### WHAT THE TASK REQUIRES
Only the lines from the top of the data through the line with "all log through" should be repeated, each exactly as written.

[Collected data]

---

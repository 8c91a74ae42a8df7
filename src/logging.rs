//! Structured logging initialization for the pot logger processes.
//!
//! The bridge, the API server and the store initializer all log through
//! `tracing`; this module installs the subscriber once per process.

use std::io::{self, IsTerminal};
use tracing_subscriber::{
    fmt::{self, format::FmtSpan},
    layer::SubscriberExt,
    util::SubscriberInitExt,
    EnvFilter,
};

/// Default filter directive for a verbosity level.
///
/// HTTP request spans from `tower_http` are enabled alongside our own
/// target once the user asks for debug output.
pub fn default_directive(verbose: u8, quiet: bool) -> &'static str {
    if quiet {
        return "potlog=error";
    }
    match verbose {
        0 => "potlog=info",
        1 => "potlog=debug,tower_http=debug",
        _ => "potlog=trace,tower_http=trace",
    }
}

/// Initialize the tracing subscriber based on CLI flags and environment.
///
/// # Arguments
///
/// * `robot_mode` - If true, output structured JSON logs for machine consumption
/// * `verbose` - Verbosity level: 0 = info, 1 = debug, 2+ = trace
/// * `quiet` - If true, suppress non-essential output (only errors)
///
/// # Environment Variables
///
/// * `RUST_LOG` - Override default filter (e.g., "potlog=debug,reqwest=warn")
///
/// # Output Behavior
///
/// | Mode | TTY | Output |
/// |------|-----|--------|
/// | Robot | any | JSON lines to stderr |
/// | Human | yes | Pretty colored output to stderr |
/// | Human | no | Compact plain output to stderr |
pub fn init_logging(robot_mode: bool, verbose: u8, quiet: bool) {
    let filter = EnvFilter::try_from_default_env()
        .unwrap_or_else(|_| EnvFilter::new(default_directive(verbose, quiet)));

    if robot_mode {
        let fmt_layer = fmt::layer()
            .json()
            .with_target(true)
            .with_file(false)
            .with_line_number(false)
            .with_thread_ids(false)
            .with_span_events(FmtSpan::NONE)
            .with_writer(io::stderr);

        tracing_subscriber::registry()
            .with(filter)
            .with(fmt_layer)
            .init();
    } else if io::stderr().is_terminal() {
        let fmt_layer = fmt::layer()
            .with_target(false)
            .with_file(false)
            .with_line_number(false)
            .with_thread_ids(false)
            .with_span_events(FmtSpan::NONE)
            .with_writer(io::stderr);

        tracing_subscriber::registry()
            .with(filter)
            .with(fmt_layer)
            .init();
    } else {
        // Piped or redirected, e.g. under systemd on the Pi
        let fmt_layer = fmt::layer()
            .with_ansi(false)
            .with_target(false)
            .with_file(false)
            .with_line_number(false)
            .with_thread_ids(false)
            .with_span_events(FmtSpan::NONE)
            .compact()
            .with_writer(io::stderr);

        tracing_subscriber::registry()
            .with(filter)
            .with(fmt_layer)
            .init();
    }
}
//! Recording sink for bridge tests.

use std::sync::Mutex;

use tracing::trace;

use super::ReadingSink;
use crate::error::{PotError, Result};

/// Sink that records every delivery attempt and optionally fails them.
#[derive(Debug, Default)]
pub struct RecordingSink {
    attempts: Mutex<Vec<i64>>,
    failure: Option<String>,
}

impl RecordingSink {
    #[must_use]
    pub fn new() -> Self {
        Self::default()
    }

    /// A sink whose every delivery fails with `reason`, like an API that is down.
    #[must_use]
    pub fn failing(reason: &str) -> Self {
        Self {
            attempts: Mutex::new(Vec::new()),
            failure: Some(reason.to_string()),
        }
    }

    /// Values the bridge tried to deliver, in order.
    #[must_use]
    pub fn attempts(&self) -> Vec<i64> {
        self.attempts.lock().unwrap().clone()
    }

    #[must_use]
    pub fn attempt_count(&self) -> usize {
        self.attempts.lock().unwrap().len()
    }
}

impl ReadingSink for RecordingSink {
    fn target(&self) -> &str {
        "recording-sink"
    }

    async fn deliver(&self, value: i64) -> Result<()> {
        trace!(value, "Recording delivery");
        self.attempts.lock().unwrap().push(value);
        match &self.failure {
            Some(reason) => Err(PotError::Delivery {
                url: self.target().to_string(),
                reason: reason.clone(),
            }),
            None => Ok(()),
        }
    }
}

---

### WRITTEN SOLUTION
repository 8c91a74ae42a8df7
filename src/logging.rs
//! Structured logging initialization for the pot logger processes.
//!
//! The bridge, the API server and the store initializer all log through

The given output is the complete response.